Work request
Filter these entries down to lines holding "analyses".

Collected data
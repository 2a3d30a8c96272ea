//! Command vocabulary of intelligence scripts.

use std::fmt;

use crate::domain::Member;

pub const MEMBER_IN: &str = "MEMBER_IN";
pub const MEMBER_OUT: &str = "MEMBER_OUT";
pub const INTEL_TARGET: &str = "INTEL_TARGET";
pub const INTEL_RANK: &str = "INTEL_RANK";
pub const INTEL_DIVIDE: &str = "INTEL_DIVIDE";

pub const KEYWORDS: [&str; 5] = [MEMBER_IN, MEMBER_OUT, INTEL_TARGET, INTEL_RANK, INTEL_DIVIDE];

/// One parsed script command.
#[derive(Debug, Clone, PartialEq)]
pub enum Command {
    /// Insert a member
    MemberIn(Member),
    /// Remove the member holding this score
    MemberOut(Member),
    /// Nearest common ancestor of two members
    IntelTarget(Member, Member),
    /// Members sharing the rank (depth) of a member
    IntelRank(Member),
    /// Size of the independent set
    IntelDivide,
}

impl Command {
    pub fn keyword(&self) -> &'static str {
        match self {
            Command::MemberIn(_) => MEMBER_IN,
            Command::MemberOut(_) => MEMBER_OUT,
            Command::IntelTarget(..) => INTEL_TARGET,
            Command::IntelRank(_) => INTEL_RANK,
            Command::IntelDivide => INTEL_DIVIDE,
        }
    }

    pub fn is_keyword(token: &str) -> bool {
        KEYWORDS.contains(&token)
    }
}

impl fmt::Display for Command {
    fn fmt(&self, f: &mut fmt::Formatter<'_>) -> fmt::Result {
        match self {
            Command::MemberIn(m) | Command::MemberOut(m) | Command::IntelRank(m) => {
                write!(f, "{} {} {}", self.keyword(), m.label, m.score)
            }
            Command::IntelTarget(a, b) => write!(
                f,
                "{} {} {} {} {}",
                self.keyword(),
                a.label,
                a.score,
                b.label,
                b.score
            ),
            Command::IntelDivide => write!(f, "{}", self.keyword()),
        }
    }
}

/// A parsed script: an optional founding member followed by commands.
#[derive(Debug, Clone, Default, PartialEq)]
pub struct Script {
    pub founder: Option<Member>,
    pub commands: Vec<Command>,
}

impl Script {
    /// Number of commands, not counting the founder.
    pub fn command_count(&self) -> usize {
        self.commands.len()
    }

    /// True when there is neither a founder nor any command.
    pub fn is_empty(&self) -> bool {
        self.founder.is_none() && self.commands.is_empty()
    }
}
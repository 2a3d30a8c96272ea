//! Domain layer: the balanced member tree and its analyses
//!
//! This layer is independent of external concerns (no I/O, no CLI, no config loading).

pub mod analysis;
pub mod arena;
pub mod division;
pub mod error;
pub mod events;

pub use arena::{FamilyTree, Member, MemberNode, Rotation};
pub use division::DivisionStrategy;
pub use error::{DomainError, DomainResult};
pub use events::{ChangeEvent, ChangeLog, Discard};
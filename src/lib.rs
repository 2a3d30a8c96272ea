//! famtree: scored family members kept in an AVL-balanced search tree.
//!
//! The [`domain`] layer holds the tree engine and its analyses, the
//! [`application`] layer parses command scripts and drives the tree, and the
//! [`cli`] layer wires both to the `famtree` binary.

pub mod application;
pub mod cli;
pub mod config;
pub mod domain;
pub mod exitcode;
pub mod tree_traits;
pub mod util;
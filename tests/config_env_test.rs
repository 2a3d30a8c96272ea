//! Environment overrides for Settings.
//!
//! Kept in its own test binary as a single test: the variables are
//! process-wide.

use std::env;
use std::fs;

use tempfile::TempDir;

use famtree::application::ApplicationError;
use famtree::config::{local_config_path, Settings};
use famtree::domain::DivisionStrategy;

fn config_message(result: Result<Settings, ApplicationError>) -> String {
    match result {
        Err(ApplicationError::Config { message }) => message,
        other => panic!("expected config error, got {:?}", other),
    }
}

#[test]
fn given_env_overrides_when_load_then_env_beats_config_files() {
    // Arrange
    let script_dir = TempDir::new().unwrap();
    fs::write(
        local_config_path(script_dir.path()),
        "precision = 1\ndivision = \"greedy\"\n",
    )
    .unwrap();

    // Act
    env::set_var("FAMTREE_PRECISION", "4");
    env::set_var("FAMTREE_DIVISION", "maximum");
    let settings = Settings::load_layers(None, Some(script_dir.path()));

    env::set_var("FAMTREE_DIVISION", "best");
    let bad_division = Settings::load_layers(None, Some(script_dir.path()));

    env::set_var("FAMTREE_DIVISION", "maximum");
    env::set_var("FAMTREE_PRECISION", "abc");
    let bad_precision = Settings::load_layers(None, Some(script_dir.path()));

    env::set_var("FAMTREE_PRECISION", "-2");
    let negative_precision = Settings::load_layers(None, Some(script_dir.path()));

    env::remove_var("FAMTREE_PRECISION");
    env::remove_var("FAMTREE_DIVISION");
    let unset = Settings::load_layers(None, Some(script_dir.path()));

    // Assert
    let settings = settings.expect("load settings");
    assert_eq!(settings.precision, 4);
    assert_eq!(settings.division, DivisionStrategy::Maximum);

    let message = config_message(bad_division);
    assert!(message.starts_with("FAMTREE_DIVISION"), "{}", message);

    let message = config_message(bad_precision);
    assert!(message.starts_with("FAMTREE_PRECISION"), "{}", message);
    assert!(message.contains("'abc'"), "{}", message);

    let message = config_message(negative_precision);
    assert!(message.starts_with("FAMTREE_PRECISION"), "{}", message);

    let unset = unset.expect("load settings");
    assert_eq!(unset.precision, 1, "local config applies once env is gone");
    assert_eq!(unset.division, DivisionStrategy::Greedy);
}
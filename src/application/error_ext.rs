//! Error conversion helpers for common I/O operations
//!
//! Provides extension traits for cleaner error handling with context.

use std::io;
use std::path::Path;

use crate::application::{ApplicationError, ApplicationResult};

/// Extension trait for converting `io::Result` to `ApplicationResult` with context.
pub trait IoResultExt<T> {
    /// Add a short action description to an I/O error.
    ///
    /// # Example
    /// ```ignore
    /// writeln!(out, "{}", line).with_context("write result")?;
    /// ```
    fn with_context(self, action: &str) -> ApplicationResult<T>;

    /// Add path context to an I/O error.
    fn with_path_context(self, action: &str, path: &Path) -> ApplicationResult<T>;
}

impl<T> IoResultExt<T> for io::Result<T> {
    fn with_context(self, action: &str) -> ApplicationResult<T> {
        self.map_err(|e| ApplicationError::OperationFailed {
            context: action.to_string(),
            source: Box::new(e),
        })
    }

    fn with_path_context(self, action: &str, path: &Path) -> ApplicationResult<T> {
        self.map_err(|e| ApplicationError::OperationFailed {
            context: format!("{}: {}", action, path.display()),
            source: Box::new(e),
        })
    }
}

Answer to this problem
//! Domain layer: the balanced member tree and its analyses
//! The [`domain`] layer holds the tree engine and its analyses, the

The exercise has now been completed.